* **DESCRIPTION OF THE TASK**: Search the material for the string "impl" and copy each line where it occurs.

* **DATASET CONTENT**:

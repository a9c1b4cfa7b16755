use glam::Vec2;

use super::state::ViewParams;

/// Maps pointer drags and wheel steps onto [`ViewParams`].
#[derive(Debug, Copy, Clone, PartialEq)]
pub struct OrbitControls {
    /// Radians per pixel of drag.
    pub sensitivity: f32,
    /// Zoom change per wheel line.
    pub zoom_step: f32,
}

impl Default for OrbitControls {
    fn default() -> Self {
        Self {
            sensitivity: 0.005,
            zoom_step: 0.01,
        }
    }
}

impl OrbitControls {
    /// Horizontal drag turns yaw, vertical drag turns pitch.
    pub fn drag(&self, view: &mut ViewParams, delta_px: Vec2) -> bool {
        if delta_px == Vec2::ZERO {
            return false;
        }
        view.yaw += delta_px.x * self.sensitivity;
        view.pitch += delta_px.y * self.sensitivity;
        true
    }

    /// Positive lines zoom in. Zoom stays within [0, 1].
    pub fn scroll(&self, view: &mut ViewParams, lines: f32) -> bool {
        let zoom = (view.zoom + lines * self.zoom_step).clamp(0.0, 1.0);
        let changed = zoom != view.zoom;
        view.zoom = zoom;
        changed
    }
}

#[cfg(test)]
mod tests {
    use super::*;

    #[test]
    fn drag_turns_yaw_and_pitch() {
        let controls = OrbitControls::default();
        let mut view = ViewParams::default();
        assert!(controls.drag(&mut view, Vec2::new(100.0, -20.0)));
        assert!((view.yaw - 0.5).abs() < 1e-6);
        assert!((view.pitch + 0.1).abs() < 1e-6);
    }

    #[test]
    fn zero_drag_is_noop() {
        let controls = OrbitControls::default();
        let mut view = ViewParams::default();
        assert!(!controls.drag(&mut view, Vec2::ZERO));
        assert_eq!(view, ViewParams::default());
    }

    #[test]
    fn scroll_clamps_zoom() {
        let controls = OrbitControls::default();
        let mut view = ViewParams::default();

        assert!(controls.scroll(&mut view, 10.0));
        assert!((view.zoom - 0.6).abs() < 1e-6);

        controls.scroll(&mut view, 1000.0);
        assert_eq!(view.zoom, 1.0);
        assert!(!controls.scroll(&mut view, 3.0));

        controls.scroll(&mut view, -1000.0);
        assert_eq!(view.zoom, 0.0);
    }
}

* **PROBLEM SOLUTION**:
impl Default for OrbitControls {
impl OrbitControls {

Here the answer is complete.